[Linux-aus] Grant Application: Promotion of FOSS in undergraduate Computer Science, Information Technology and Software Engineering degrees at the University of Newcastle

Kathy Reid kathy at kathyreid.id.au
Tue Apr 4 18:19:38 AEST 2017

Taking my 'Pres' hat off for a moment, I'd like to offer some insights
from a University perspective, having spent 16 years working in one.

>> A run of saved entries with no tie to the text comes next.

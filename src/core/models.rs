//! Core data models for the download queue

use serde::{Deserialize, Serialize};
use url::Url;

use crate::core::settings::SettingsSnapshot;
use crate::utils::validation::{is_playlist_url, validate_media_url};

/// Job status enumeration

#[derive(Debug, Clone, Copy, Serialize, Deserialize, PartialEq, Eq, Hash)]
pub enum JobStatus {
    Pending,

    Active,

    Completed,

    Failed,

    Cancelled,
}

impl JobStatus {
    /// Completed, Failed and Cancelled are final; nothing leaves them.
    pub fn is_terminal(self) -> bool {
        matches!(
            self,
            JobStatus::Completed | JobStatus::Failed | JobStatus::Cancelled
        )
    }

    pub fn can_transition_to(self, next: JobStatus) -> bool {
        matches!(
            (self, next),
            (JobStatus::Pending, JobStatus::Active)
                | (JobStatus::Pending, JobStatus::Cancelled)
                | (JobStatus::Active, JobStatus::Completed)
                | (JobStatus::Active, JobStatus::Failed)
                | (JobStatus::Active, JobStatus::Cancelled)
        )
    }
}

impl std::fmt::Display for JobStatus {
    fn fmt(&self, f: &mut std::fmt::Formatter<'_>) -> std::fmt::Result {
        let label = match self {
            JobStatus::Pending => "Pending",
            JobStatus::Active => "Active",
            JobStatus::Completed => "Completed",
            JobStatus::Failed => "Failed",
            JobStatus::Cancelled => "Cancelled",
        };
        f.write_str(label)
    }
}

/// What a job downloads: a direct media URL or a free-text search query

#[derive(Debug, Clone, Serialize, Deserialize, PartialEq, Eq)]
#[serde(tag = "kind", content = "value")]
pub enum JobSource {
    Url(String),

    Search(String),
}

impl JobSource {
    /// Parse user input into a source reference.
    ///
    /// `http`/`https` input must be a well-formed URL with a host. Input carrying
    /// any other scheme is rejected outright; everything else is treated as a
    /// search query, which needs at least one alphanumeric character.
    pub fn parse(input: &str) -> AppResult<Self> {
        let trimmed = input.trim();
        if trimmed.is_empty() {
            return Err(AppError::InvalidSource("source is empty".to_string()));
        }

        let lowered = trimmed.to_ascii_lowercase();
        if lowered.starts_with("http://") || lowered.starts_with("https://") {
            let url = validate_media_url(trimmed)
                .map_err(|e| AppError::InvalidSource(format!("{}: {}", trimmed, e)))?;
            return Ok(JobSource::Url(url.to_string()));
        }

        if let Some((scheme, _)) = trimmed.split_once("://") {
            return Err(AppError::InvalidSource(format!(
                "unsupported scheme '{}' in {}",
                scheme, trimmed
            )));
        }

        if trimmed.chars().any(char::is_control) {
            return Err(AppError::InvalidSource(
                "search query contains control characters".to_string(),
            ));
        }

        if !trimmed.chars().any(char::is_alphanumeric) {
            return Err(AppError::InvalidSource(format!(
                "'{}' is neither a URL nor a usable search query",
                trimmed
            )));
        }

        Ok(JobSource::Search(trimmed.to_string()))
    }

    /// The raw reference as the user sees it
    pub fn as_str(&self) -> &str {
        match self {
            JobSource::Url(url) => url,
            JobSource::Search(query) => query,
        }
    }

    /// Target string understood by yt-dlp
    pub fn adapter_target(&self) -> String {
        match self {
            JobSource::Url(url) => url.clone(),
            JobSource::Search(query) => format!("ytsearch:{}", query),
        }
    }

    pub fn is_playlist(&self) -> bool {
        match self {
            JobSource::Url(url) => Url::parse(url).map(|u| is_playlist_url(&u)).unwrap_or(false),
            JobSource::Search(_) => false,
        }
    }
}

impl std::fmt::Display for JobSource {
    fn fmt(&self, f: &mut std::fmt::Formatter<'_>) -> std::fmt::Result {
        f.write_str(self.as_str())
    }
}

/// A single queued download

#[derive(Debug, Clone, Serialize, Deserialize)]

pub struct DownloadJob {
    pub id: String,

    /// Enqueue sequence; FIFO admission follows this number
    pub sequence: u64,

    pub source: JobSource,

    pub settings: SettingsSnapshot,

    pub status: JobStatus,

    pub progress: f64,

    pub error: Option<String>,

    pub created_at: chrono::DateTime<chrono::Utc>,

    pub updated_at: chrono::DateTime<chrono::Utc>,

    pub started_at: Option<chrono::DateTime<chrono::Utc>>,

    pub finished_at: Option<chrono::DateTime<chrono::Utc>>,
}

impl DownloadJob {
    pub fn new(id: String, sequence: u64, source: JobSource, settings: SettingsSnapshot) -> Self {
        let now = chrono::Utc::now();
        Self {
            id,
            sequence,
            source,
            settings,
            status: JobStatus::Pending,
            progress: 0.0,
            error: None,
            created_at: now,
            updated_at: now,
            started_at: None,
            finished_at: None,
        }
    }
}

/// Queue scheduling configuration

#[derive(Debug, Clone, Serialize, Deserialize, PartialEq)]

pub struct QueueConfig {
    /// Maximum number of jobs allowed to be Active at once
    pub concurrency_limit: usize,

    /// How long a cancelled Active job may take to acknowledge before it is
    /// force-marked Cancelled
    pub cancel_grace_period_ms: u64,

    /// Start processing as soon as the binary has enqueued its sources
    pub auto_start: bool,
}

impl QueueConfig {
    pub fn cancel_grace_period(&self) -> std::time::Duration {
        std::time::Duration::from_millis(self.cancel_grace_period_ms)
    }
}

impl Default for QueueConfig {
    fn default() -> Self {
        Self {
            concurrency_limit: 4,

            cancel_grace_period_ms: 5_000,

            auto_start: false,
        }
    }
}

/// Per-status job counts

#[derive(Debug, Clone, Default, Serialize, Deserialize, PartialEq, Eq)]

pub struct QueueStats {
    pub total_jobs: usize,

    pub pending_jobs: usize,

    pub active_jobs: usize,

    pub completed_jobs: usize,

    pub failed_jobs: usize,

    pub cancelled_jobs: usize,
}

impl QueueStats {
    /// Nothing is waiting or running
    pub fn is_idle(&self) -> bool {
        self.pending_jobs == 0 && self.active_jobs == 0
    }
}

/// Application error types

#[derive(Debug, thiserror::Error)]

pub enum AppError {
    #[error("Invalid source: {0}")]
    InvalidSource(String),

    #[error("Invalid state: {0}")]
    InvalidState(String),

    #[error("Job not found: {0}")]
    NotFound(String),

    #[error("Adapter failure: {0}")]
    Adapter(String),

    #[error("Cancellation of job {job_id} not acknowledged within {grace_ms}ms")]
    CancellationTimeout { job_id: String, grace_ms: u64 },

    #[error("IO error: {0}")]
    Io(#[from] std::io::Error),

    #[error("Configuration error: {0}")]
    Config(String),

    #[error("System error: {0}")]
    System(String),
}

/// Result type alias for application operations

pub type AppResult<T> = Result<T, AppError>;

There are many demands on a lecturer's time; firstly being split between
teaching and research often means that there is precious little time to
update course material. If a proprietary company such as Cisco or
Microsoft makes this easier by providing teaching materials, or indeed,
entire syllabi, then this save precious time. Add on incentives, or
bonuses, or 'industry partnerships', and partnering with a proprietary
company is understandably attractive for a time-poor, resource-thin

Secondly, it's hard to teach something if you're not fluent in it
yourself - and again, the proprietary companies have an edge. Ensure the
students know Platform X, rather than (Open Source) Platform Y, and they
in time become professionals and teachers themselves. But where does one
find the time to upskill? Particularly if the documentation or training
that accompanies open source products is not as polished as their
proprietary counterparts.

Thirdly, there is much talk in Universities of 'aligning and partnering
with industry' - there are of course legitimate reasons underpinning
this - such as the need to ensure graduates have the skills that future
employers need, and aligning skills and attributes acquired at
university to the needs of the workforce. How does one 'align and
partner' with open source when the landscape is so fragmented?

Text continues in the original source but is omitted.